Some of the important findings made this month in bioinformatics are mentioned in this article.

1. Measure antigenicity of antigens using a benchmark dataset

A new benchmark dataset of protein antigens has been developed to ease the task of antigen selection that plays an important role in vaccine design. This dataset consists of antibody assaying tests such as haemagglutination-inhibition (HI) tests for influenza A/H3N2 strain pairs, influenza virus B strain pairs, and Dengue virus strain pairs [1]. Now the antigens for these viruses can be easily identified based on experimental data for designing a particular vaccine. For more information, read here.

2. Prediction of antimicrobial resistance in bacteria

Antimicrobial resistance develops when antimicrobial drugs such as antibiotics, antifungals, etc., are no longer effective in treating microorganisms such as bacteria, viruses, fungi, and parasites. The new software has been developed called PARGT to predict antimicrobial resistance in bacteria [2]. This software is based on protein characteristics identified by game theory and machine learning. The authors have shown 87 – 90% accuracy in prediction results. For more information, read here.

3. A new algorithm for easy docking of metalloproteins consisting of Zinc with ligands

A geometry-matching based algorithm has been introduced for docking of zinc proteins with ligands known as GM-DOCK_Zn [3]. Besides zinc proteins, it also provides accurate results for apo-structures and different ligand complex structures of the same proteins. According to the authors, this algorithm can be useful for ligand docking with other metalloproteins. For more information, read here.

4. A new tool for fast and efficient compression of VCF files

A new bioinformatics tool called genozip has been developed for fast compression of Variant Call Format (VCF) files [4]. VCF files consist of thousands of genomic datasets that generally make their compression slow and less accurate. genozip provides lossless compression and is capable of managing different types of datasets such as any phasing structure, ploidy data, variant type, and so on. For more information, read here.

5. A new model for prediction of DNA binding protein-drug interactions

A new model has been proposed to predict DNA binding protein-drug interaction based on network similarity named drug-cluster association (DCA) [5]. It shows that drugs are more likely to bind positively charged sites in DNA binding proteins. It implements a common neighbor method to predict drug associations in the identified network model that provides better results and efficient performance than the other existing methods. For more information, read here.

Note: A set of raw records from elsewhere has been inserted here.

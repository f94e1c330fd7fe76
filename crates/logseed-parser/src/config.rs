//! Sigma backend configuration parsing.
//!
//! A config file maps rule field names onto event field names
//! (`fieldmappings`) and ties logsources to backend indexes
//! (`logsources`). Several configs can be chained; `order` decides the
//! application sequence.

use std::collections::HashMap;

use serde_yaml::Value;

use crate::ast::{Logsource, Search};
use crate::error::{Result, SigmaParserError};
use crate::parser::{get_str, get_str_list, val_key};

/// A parsed backend configuration.
#[derive(Debug, Clone, Default, PartialEq)]
pub struct Config {
    pub title: String,
    /// Application order when multiple configs are chained; lower first.
    pub order: Option<i64>,
    pub backends: Vec<String>,
    /// Rule field name → possible event field names.
    pub fieldmappings: HashMap<String, Vec<String>>,
    /// Named logsource mappings.
    pub logsources: HashMap<String, LogsourceMapping>,
}

/// One entry under `logsources:`, selecting rules by logsource and routing
/// them to backend indexes, optionally with extra index conditions.
#[derive(Debug, Clone, Default, PartialEq)]
pub struct LogsourceMapping {
    pub logsource: Logsource,
    pub index: Vec<String>,
    pub conditions: Option<Search>,
}

impl LogsourceMapping {
    /// Whether this mapping selects the given rule logsource. Empty selector
    /// fields match anything.
    pub fn matches(&self, rule_logsource: &Logsource) -> bool {
        let field_matches = |want: &Option<String>, got: &Option<String>| match want {
            Some(w) => got.as_deref() == Some(w.as_str()),
            None => true,
        };
        field_matches(&self.logsource.category, &rule_logsource.category)
            && field_matches(&self.logsource.product, &rule_logsource.product)
            && field_matches(&self.logsource.service, &rule_logsource.service)
    }
}

/// Parse a Sigma backend config from YAML.
pub fn parse_config_yaml(yaml: &str) -> Result<Config> {
    let value: Value = serde_yaml::from_str(yaml)?;
    let m = value
        .as_mapping()
        .ok_or_else(|| SigmaParserError::InvalidConfig("Expected a YAML mapping".into()))?;

    let title = get_str(m, "title").unwrap_or_default().to_string();
    let order = m.get(val_key("order")).and_then(|v| v.as_i64());
    let backends = get_str_list(m, "backends");

    let fieldmappings = parse_fieldmappings(m.get(val_key("fieldmappings")))?;
    let logsources = parse_logsources(m.get(val_key("logsources")))?;

    Ok(Config {
        title,
        order,
        backends,
        fieldmappings,
        logsources,
    })
}

/// `fieldmappings:` values are a single string or a list of strings.
fn parse_fieldmappings(value: Option<&Value>) -> Result<HashMap<String, Vec<String>>> {
    let mut mappings = HashMap::new();
    let Some(value) = value else {
        return Ok(mappings);
    };

    let m = value
        .as_mapping()
        .ok_or_else(|| SigmaParserError::InvalidConfig("fieldmappings must be a mapping".into()))?;

    for (k, v) in m {
        let field = k.as_str().unwrap_or("").to_string();
        let targets = match v {
            Value::String(s) => vec![s.clone()],
            Value::Sequence(seq) => seq
                .iter()
                .filter_map(|t| t.as_str().map(|s| s.to_string()))
                .collect(),
            _ => {
                return Err(SigmaParserError::InvalidConfig(format!(
                    "fieldmapping for '{field}' must be a string or list of strings"
                )));
            }
        };
        mappings.insert(field, targets);
    }

    Ok(mappings)
}

fn parse_logsources(value: Option<&Value>) -> Result<HashMap<String, LogsourceMapping>> {
    let mut logsources = HashMap::new();
    let Some(value) = value else {
        return Ok(logsources);
    };

    let m = value
        .as_mapping()
        .ok_or_else(|| SigmaParserError::InvalidConfig("logsources must be a mapping".into()))?;

    for (k, v) in m {
        let name = k.as_str().unwrap_or("").to_string();
        let lm = v.as_mapping().ok_or_else(|| {
            SigmaParserError::InvalidConfig(format!("logsource '{name}' must be a mapping"))
        })?;

        let logsource = Logsource {
            category: get_str(lm, "category").map(|s| s.to_string()),
            product: get_str(lm, "product").map(|s| s.to_string()),
            service: get_str(lm, "service").map(|s| s.to_string()),
        };
        let index = get_str_list(lm, "index");
        let conditions = lm
            .get(val_key("conditions"))
            .map(crate::parser::parse_search_value)
            .transpose()?;

        logsources.insert(
            name,
            LogsourceMapping {
                logsource,
                index,
                conditions,
            },
        );
    }

    Ok(logsources)
}

// =============================================================================
// Tests
// =============================================================================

That is all for the latest research done in bioinformatics this month.

References

1. Qiu, T., Qiu, J., Yang, Y., Zhang, L., Mao, T., Zhang, X., … & Cao, Z. (2020). A benchmark dataset of protein antigens for antigenicity measurement. Scientific Data, 7(1), 1-8.
2. Sayed, C. A., Call, D. R., & Broschat, S. L. (2020). PARGT: a software tool for predicting antimicrobial resistance in bacteria. Scientific Reports (Nature Publisher Group), 10(1).
3. Wang, K., Lyu, N., Diao, H., Jin, S., Zeng, T., Zhou, Y., & Wu, R. (2020). GM-DockZn: A Geometry Matching based Docking Algorithm for Zinc Proteins. Bioinformatics.
4. Lan, D., Tobler, R., Souilmi, Y., & Llamas, B. (2020). genozip: a fast and efficient compression tool for VCF files. Bioinformatics, 36(13), 4091.
5. Wang, W., Lv, H., & Zhao, Y. (2020). Predicting DNA binding protein-drug interactions based on network similarity. BMC bioinformatics, 21(1), 1-13.